(Dataset entries)
┌──
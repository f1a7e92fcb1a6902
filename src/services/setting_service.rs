use std::collections::BTreeMap;

use chrono::Utc;
use sea_orm::sea_query::OnConflict;
use sea_orm::{EntityTrait, QueryOrder, Set};

use crate::{
    dto::content::SettingsMap,
    entity::settings::{ActiveModel as SettingActive, Column as SettingCol, Entity as Settings},
    error::{AppError, AppResult},
    middleware::auth::{AuthUser, ensure_admin},
    response::{ApiResponse, Meta},
    state::AppState,
};

pub const MAX_KEY_LEN: usize = 100;

/// Keys are lowercase identifiers such as `store_name` or `whatsapp_number`.
pub fn normalize_key(raw: &str) -> AppResult<String> {
    let key = raw.trim().to_lowercase();
    let valid = !key.is_empty()
        && key.len() <= MAX_KEY_LEN
        && key
            .chars()
            .all(|c| c.is_ascii_alphanumeric() || c == '_' || c == '.' || c == '-');
    if !valid {
        return Err(AppError::BadRequest(format!("Invalid setting key {raw:?}")));
    }
    Ok(key)
}

pub async fn get_settings(state: &AppState) -> AppResult<ApiResponse<SettingsMap>> {
    let settings: BTreeMap<String, String> = Settings::find()
        .order_by_asc(SettingCol::Key)
        .all(&state.orm)
        .await?
        .into_iter()
        .map(|row| (row.key, row.value))
        .collect();
    Ok(ApiResponse::success("Settings", SettingsMap { settings }, None))
}

/// Each key is upserted on its own; an error part-way leaves the earlier
/// keys written.
pub async fn upsert_settings(
    state: &AppState,
    user: &AuthUser,
    payload: SettingsMap,
) -> AppResult<ApiResponse<SettingsMap>> {
    ensure_admin(user)?;
    if payload.settings.is_empty() {
        return Err(AppError::BadRequest("No settings given".into()));
    }
    let entries = payload
        .settings
        .into_iter()
        .map(|(key, value)| Ok((normalize_key(&key)?, value)))
        .collect::<AppResult<Vec<_>>>()?;

    for (key, value) in entries {
        let row = SettingActive {
            key: Set(key),
            value: Set(value),
            updated_at: Set(Utc::now().into()),
        };
        Settings::insert(row)
            .on_conflict(
                OnConflict::column(SettingCol::Key)
                    .update_columns([SettingCol::Value, SettingCol::UpdatedAt])
                    .to_owned(),
            )
            .exec_without_returning(&state.orm)
            .await?;
    }
    tracing::info!(admin_id = %user.user_id, "settings updated");

    let current = get_settings(state).await?;
    Ok(ApiResponse::success(
        "Settings updated",
        current.data.unwrap_or(SettingsMap {
            settings: BTreeMap::new(),
        }),
        Some(Meta::empty()),
    ))
}

#[cfg(test)]
mod tests {
    use super::*;

    #[test]
    fn keys_are_lowercased_and_checked() {
        assert_eq!(normalize_key(" Store_Name ").ok(), Some("store_name".into()));
        assert_eq!(normalize_key("social.instagram").ok(), Some("social.instagram".into()));
        assert!(normalize_key("").is_err());
        assert!(normalize_key("has space").is_err());
        assert!(normalize_key(&"k".repeat(MAX_KEY_LEN + 1)).is_err());
    }
}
└──
* Your goal
Every line of the records that includes the word "String" should be gathered.

* Solution for this problem
pub fn normalize_key(raw: &str) -> AppResult<String> {
    let settings: BTreeMap<String, String> = Settings::find()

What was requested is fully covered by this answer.